Copy each line of the listing below where the word "cloned" turns up.

Supplied material Start Marker

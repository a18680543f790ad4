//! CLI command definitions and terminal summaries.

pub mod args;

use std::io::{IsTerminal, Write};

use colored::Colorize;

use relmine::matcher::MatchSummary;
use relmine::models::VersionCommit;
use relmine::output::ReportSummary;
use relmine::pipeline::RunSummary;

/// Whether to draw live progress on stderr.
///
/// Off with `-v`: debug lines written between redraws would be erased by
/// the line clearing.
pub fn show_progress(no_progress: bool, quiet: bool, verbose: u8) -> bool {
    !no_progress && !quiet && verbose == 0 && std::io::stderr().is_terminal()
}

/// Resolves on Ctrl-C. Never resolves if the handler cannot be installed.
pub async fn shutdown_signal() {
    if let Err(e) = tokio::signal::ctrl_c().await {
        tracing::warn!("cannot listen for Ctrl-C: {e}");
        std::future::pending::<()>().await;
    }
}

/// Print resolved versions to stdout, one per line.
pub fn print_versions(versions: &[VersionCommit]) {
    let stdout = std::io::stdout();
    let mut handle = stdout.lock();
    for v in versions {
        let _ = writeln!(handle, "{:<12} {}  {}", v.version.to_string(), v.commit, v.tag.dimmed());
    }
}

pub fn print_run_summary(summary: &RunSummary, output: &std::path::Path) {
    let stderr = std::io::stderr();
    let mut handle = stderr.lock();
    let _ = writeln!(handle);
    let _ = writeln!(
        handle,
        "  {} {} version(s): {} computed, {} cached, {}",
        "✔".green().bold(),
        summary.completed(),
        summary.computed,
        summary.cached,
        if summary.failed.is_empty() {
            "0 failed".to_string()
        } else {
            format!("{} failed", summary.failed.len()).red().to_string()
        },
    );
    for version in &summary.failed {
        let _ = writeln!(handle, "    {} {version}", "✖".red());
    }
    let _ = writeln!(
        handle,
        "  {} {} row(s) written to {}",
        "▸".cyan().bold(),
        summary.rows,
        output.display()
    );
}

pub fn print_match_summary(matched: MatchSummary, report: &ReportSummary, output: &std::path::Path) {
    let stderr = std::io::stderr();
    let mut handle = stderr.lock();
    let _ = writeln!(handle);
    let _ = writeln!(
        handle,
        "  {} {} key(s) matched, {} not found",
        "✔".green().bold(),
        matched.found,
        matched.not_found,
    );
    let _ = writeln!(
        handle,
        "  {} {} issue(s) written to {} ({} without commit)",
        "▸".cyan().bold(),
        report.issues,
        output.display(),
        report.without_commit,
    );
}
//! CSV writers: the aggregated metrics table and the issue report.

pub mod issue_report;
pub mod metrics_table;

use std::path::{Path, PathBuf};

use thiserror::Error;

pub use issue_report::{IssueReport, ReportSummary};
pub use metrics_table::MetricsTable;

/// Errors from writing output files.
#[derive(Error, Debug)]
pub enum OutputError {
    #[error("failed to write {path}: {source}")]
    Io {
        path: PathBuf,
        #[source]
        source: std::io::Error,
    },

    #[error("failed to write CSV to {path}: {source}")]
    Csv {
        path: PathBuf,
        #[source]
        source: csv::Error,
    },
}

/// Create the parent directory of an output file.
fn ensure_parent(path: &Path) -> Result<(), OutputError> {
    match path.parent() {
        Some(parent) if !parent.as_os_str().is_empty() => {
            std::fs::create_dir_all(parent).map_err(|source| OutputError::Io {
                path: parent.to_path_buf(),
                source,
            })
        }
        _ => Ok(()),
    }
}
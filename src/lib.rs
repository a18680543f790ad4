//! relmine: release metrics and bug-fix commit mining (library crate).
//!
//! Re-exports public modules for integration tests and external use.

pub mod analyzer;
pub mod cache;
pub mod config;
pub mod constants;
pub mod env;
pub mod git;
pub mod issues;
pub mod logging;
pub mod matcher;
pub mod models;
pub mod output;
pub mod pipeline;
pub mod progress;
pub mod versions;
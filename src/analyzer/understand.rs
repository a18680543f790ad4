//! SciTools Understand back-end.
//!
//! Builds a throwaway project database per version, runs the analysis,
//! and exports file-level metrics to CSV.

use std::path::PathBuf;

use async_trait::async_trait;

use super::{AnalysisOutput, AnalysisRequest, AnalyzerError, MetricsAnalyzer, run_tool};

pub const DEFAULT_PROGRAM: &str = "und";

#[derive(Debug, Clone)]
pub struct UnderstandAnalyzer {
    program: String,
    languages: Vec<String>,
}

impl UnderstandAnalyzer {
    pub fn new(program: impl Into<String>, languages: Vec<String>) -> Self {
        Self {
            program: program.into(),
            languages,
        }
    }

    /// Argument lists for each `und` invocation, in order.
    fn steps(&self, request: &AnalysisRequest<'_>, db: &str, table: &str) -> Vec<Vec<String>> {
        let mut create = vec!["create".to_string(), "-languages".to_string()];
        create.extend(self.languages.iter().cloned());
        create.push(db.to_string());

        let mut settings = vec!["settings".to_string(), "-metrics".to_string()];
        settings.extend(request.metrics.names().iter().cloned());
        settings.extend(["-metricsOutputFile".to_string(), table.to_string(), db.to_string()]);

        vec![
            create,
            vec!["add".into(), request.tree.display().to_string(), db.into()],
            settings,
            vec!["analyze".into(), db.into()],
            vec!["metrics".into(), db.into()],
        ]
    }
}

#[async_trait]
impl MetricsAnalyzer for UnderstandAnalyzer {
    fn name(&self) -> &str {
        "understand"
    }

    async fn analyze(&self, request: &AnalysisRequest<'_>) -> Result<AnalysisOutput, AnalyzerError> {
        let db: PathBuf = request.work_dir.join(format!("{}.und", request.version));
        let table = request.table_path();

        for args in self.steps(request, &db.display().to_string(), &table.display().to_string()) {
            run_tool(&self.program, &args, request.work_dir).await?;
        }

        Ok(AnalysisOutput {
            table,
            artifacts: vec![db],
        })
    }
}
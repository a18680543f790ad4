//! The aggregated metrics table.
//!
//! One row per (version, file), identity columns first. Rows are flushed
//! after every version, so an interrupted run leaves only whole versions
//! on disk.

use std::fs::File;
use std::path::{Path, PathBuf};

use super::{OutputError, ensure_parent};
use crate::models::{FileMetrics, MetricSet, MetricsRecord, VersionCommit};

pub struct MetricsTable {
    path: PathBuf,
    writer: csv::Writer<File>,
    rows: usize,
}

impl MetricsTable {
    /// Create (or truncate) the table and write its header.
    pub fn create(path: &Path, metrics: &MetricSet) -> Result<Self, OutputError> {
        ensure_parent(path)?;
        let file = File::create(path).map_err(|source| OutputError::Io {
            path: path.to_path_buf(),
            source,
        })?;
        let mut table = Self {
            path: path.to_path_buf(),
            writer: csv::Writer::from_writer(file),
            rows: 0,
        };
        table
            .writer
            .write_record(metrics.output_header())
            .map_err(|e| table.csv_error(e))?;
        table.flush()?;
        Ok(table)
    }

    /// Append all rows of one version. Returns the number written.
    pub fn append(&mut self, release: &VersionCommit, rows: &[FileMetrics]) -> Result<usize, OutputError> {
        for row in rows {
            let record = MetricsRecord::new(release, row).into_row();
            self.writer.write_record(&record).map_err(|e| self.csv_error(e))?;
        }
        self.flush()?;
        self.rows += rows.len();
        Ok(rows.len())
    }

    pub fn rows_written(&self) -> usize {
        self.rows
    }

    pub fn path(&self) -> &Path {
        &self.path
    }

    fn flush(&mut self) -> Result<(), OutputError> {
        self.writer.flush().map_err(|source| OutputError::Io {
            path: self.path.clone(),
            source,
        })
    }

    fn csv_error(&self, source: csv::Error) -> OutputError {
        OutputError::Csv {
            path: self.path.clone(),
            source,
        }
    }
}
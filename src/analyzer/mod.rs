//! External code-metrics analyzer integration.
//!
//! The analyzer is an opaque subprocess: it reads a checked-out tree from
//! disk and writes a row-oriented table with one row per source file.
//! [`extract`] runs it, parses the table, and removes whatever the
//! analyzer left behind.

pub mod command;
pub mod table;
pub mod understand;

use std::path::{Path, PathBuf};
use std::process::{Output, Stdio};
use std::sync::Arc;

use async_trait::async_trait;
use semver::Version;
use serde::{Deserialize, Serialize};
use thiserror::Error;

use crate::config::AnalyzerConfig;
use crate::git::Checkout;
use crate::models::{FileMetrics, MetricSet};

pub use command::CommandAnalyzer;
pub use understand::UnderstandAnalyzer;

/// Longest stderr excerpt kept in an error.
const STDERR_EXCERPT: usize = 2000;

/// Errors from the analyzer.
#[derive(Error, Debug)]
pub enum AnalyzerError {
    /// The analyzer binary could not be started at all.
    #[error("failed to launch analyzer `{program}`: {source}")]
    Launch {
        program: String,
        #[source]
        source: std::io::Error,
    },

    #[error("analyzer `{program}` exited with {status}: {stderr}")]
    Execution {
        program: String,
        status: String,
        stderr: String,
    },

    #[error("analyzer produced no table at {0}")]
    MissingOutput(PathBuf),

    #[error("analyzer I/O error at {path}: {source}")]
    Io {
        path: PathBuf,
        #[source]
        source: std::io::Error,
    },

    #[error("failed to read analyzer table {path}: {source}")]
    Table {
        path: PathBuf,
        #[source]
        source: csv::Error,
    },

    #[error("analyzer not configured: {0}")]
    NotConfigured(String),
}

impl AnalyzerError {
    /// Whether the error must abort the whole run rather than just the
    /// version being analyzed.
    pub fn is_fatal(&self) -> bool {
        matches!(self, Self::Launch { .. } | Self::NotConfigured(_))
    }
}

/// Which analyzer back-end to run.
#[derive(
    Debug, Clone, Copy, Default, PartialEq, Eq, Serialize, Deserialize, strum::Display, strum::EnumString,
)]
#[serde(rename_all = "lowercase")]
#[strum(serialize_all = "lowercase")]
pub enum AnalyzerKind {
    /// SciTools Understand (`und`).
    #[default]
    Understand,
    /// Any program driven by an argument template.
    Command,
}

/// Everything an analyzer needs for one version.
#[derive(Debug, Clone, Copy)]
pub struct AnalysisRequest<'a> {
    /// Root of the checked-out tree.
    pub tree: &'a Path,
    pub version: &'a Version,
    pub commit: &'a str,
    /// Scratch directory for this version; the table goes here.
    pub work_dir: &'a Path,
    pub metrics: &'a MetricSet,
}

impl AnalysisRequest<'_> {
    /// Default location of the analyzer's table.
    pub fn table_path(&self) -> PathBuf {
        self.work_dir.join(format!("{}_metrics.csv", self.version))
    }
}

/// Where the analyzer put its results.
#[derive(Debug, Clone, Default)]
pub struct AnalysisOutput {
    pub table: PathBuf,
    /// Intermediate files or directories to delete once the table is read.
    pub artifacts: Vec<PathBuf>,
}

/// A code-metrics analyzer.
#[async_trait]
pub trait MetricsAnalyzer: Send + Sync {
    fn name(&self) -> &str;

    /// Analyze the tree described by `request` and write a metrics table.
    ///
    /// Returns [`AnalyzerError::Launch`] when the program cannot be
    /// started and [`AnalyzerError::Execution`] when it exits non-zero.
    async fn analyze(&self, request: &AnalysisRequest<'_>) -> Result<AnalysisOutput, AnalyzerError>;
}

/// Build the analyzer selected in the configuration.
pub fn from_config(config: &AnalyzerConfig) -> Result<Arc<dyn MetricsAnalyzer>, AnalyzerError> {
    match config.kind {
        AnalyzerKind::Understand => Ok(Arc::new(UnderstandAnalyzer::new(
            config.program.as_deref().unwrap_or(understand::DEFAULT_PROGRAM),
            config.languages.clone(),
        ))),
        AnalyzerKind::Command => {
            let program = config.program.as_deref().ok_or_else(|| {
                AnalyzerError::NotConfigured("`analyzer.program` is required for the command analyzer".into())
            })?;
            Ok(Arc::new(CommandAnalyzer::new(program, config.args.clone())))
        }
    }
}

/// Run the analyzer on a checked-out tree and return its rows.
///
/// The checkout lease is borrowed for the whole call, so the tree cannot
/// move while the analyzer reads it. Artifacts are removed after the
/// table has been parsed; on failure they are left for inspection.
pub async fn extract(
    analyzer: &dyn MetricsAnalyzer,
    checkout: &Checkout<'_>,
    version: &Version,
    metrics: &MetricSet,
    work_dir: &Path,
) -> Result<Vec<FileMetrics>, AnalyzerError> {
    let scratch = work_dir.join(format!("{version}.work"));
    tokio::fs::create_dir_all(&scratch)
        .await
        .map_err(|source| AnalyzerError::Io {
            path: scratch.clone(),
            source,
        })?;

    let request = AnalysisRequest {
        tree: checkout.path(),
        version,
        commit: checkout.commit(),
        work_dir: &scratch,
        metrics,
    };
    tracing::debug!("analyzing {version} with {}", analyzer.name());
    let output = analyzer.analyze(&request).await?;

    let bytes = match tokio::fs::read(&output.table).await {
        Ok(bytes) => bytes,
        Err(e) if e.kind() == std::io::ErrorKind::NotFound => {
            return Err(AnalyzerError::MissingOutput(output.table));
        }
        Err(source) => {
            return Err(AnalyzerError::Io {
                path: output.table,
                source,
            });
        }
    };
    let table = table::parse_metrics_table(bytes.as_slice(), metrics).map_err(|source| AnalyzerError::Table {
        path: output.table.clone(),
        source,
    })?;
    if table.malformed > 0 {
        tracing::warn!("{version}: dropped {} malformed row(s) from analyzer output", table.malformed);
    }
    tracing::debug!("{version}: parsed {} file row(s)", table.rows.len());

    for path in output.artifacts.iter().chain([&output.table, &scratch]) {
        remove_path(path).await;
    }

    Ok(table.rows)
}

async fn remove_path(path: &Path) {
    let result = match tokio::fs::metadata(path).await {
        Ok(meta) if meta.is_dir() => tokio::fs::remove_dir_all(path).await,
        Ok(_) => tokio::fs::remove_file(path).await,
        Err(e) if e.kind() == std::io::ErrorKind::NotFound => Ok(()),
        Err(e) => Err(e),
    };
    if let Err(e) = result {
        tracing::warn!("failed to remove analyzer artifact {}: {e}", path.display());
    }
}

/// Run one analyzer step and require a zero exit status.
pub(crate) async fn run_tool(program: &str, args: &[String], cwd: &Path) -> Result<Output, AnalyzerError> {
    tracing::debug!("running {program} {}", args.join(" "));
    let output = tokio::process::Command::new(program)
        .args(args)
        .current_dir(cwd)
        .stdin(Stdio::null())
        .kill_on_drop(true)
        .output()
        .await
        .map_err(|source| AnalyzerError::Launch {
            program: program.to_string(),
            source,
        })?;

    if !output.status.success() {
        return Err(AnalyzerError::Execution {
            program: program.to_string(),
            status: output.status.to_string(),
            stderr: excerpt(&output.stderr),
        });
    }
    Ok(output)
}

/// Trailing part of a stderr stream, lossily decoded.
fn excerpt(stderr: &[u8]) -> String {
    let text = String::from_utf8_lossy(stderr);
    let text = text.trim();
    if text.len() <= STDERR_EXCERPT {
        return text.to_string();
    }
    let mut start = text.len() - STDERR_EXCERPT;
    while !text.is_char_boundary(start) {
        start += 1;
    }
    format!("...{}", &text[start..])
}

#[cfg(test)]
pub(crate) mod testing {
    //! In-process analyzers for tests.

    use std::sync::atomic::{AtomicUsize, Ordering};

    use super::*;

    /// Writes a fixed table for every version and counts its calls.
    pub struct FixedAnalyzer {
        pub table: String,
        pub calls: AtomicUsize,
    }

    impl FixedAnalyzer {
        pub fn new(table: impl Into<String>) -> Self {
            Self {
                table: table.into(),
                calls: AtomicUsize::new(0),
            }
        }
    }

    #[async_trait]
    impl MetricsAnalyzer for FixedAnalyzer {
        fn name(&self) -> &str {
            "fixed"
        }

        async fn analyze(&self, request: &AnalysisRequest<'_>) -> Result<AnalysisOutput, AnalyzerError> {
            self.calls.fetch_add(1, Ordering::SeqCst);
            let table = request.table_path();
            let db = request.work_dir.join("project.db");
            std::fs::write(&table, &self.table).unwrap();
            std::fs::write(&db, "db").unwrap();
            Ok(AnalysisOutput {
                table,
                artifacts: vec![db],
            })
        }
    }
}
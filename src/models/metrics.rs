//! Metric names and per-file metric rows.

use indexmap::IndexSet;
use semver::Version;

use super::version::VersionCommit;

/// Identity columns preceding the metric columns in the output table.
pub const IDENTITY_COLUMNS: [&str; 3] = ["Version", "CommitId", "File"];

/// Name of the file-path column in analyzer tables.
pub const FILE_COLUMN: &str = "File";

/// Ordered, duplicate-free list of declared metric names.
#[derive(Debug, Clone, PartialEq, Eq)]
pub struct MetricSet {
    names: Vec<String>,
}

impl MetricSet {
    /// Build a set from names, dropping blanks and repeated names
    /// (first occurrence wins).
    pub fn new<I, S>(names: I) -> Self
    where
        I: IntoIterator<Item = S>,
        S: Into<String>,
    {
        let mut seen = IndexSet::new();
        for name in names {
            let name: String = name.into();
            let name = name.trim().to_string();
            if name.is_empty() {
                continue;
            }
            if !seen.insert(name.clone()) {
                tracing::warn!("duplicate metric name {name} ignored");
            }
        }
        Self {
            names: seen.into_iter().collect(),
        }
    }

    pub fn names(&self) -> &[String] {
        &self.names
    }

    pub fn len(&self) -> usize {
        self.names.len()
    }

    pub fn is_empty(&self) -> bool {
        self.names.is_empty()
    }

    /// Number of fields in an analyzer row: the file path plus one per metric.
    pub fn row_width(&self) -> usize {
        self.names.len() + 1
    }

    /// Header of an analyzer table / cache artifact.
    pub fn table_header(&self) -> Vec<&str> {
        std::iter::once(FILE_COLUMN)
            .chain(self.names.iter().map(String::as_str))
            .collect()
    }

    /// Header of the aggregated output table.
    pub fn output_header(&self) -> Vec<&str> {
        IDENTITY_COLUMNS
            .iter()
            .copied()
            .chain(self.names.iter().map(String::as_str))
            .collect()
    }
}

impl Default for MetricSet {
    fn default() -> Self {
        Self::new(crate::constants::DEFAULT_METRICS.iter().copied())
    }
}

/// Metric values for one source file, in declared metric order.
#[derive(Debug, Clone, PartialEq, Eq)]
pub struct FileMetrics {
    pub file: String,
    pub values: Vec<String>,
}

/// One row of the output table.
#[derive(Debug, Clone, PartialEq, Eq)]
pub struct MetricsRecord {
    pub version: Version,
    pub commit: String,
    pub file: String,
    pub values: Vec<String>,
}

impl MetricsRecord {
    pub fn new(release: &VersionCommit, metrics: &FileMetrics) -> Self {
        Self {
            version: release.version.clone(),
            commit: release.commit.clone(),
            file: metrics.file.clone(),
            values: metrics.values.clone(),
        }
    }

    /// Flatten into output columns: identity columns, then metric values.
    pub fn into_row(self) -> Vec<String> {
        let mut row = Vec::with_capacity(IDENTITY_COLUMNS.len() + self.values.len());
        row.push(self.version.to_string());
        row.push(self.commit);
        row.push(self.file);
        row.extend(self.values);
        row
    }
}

Supplied material End Marker

Answer section -
        create.extend(self.languages.iter().cloned());
        settings.extend(request.metrics.names().iter().cloned());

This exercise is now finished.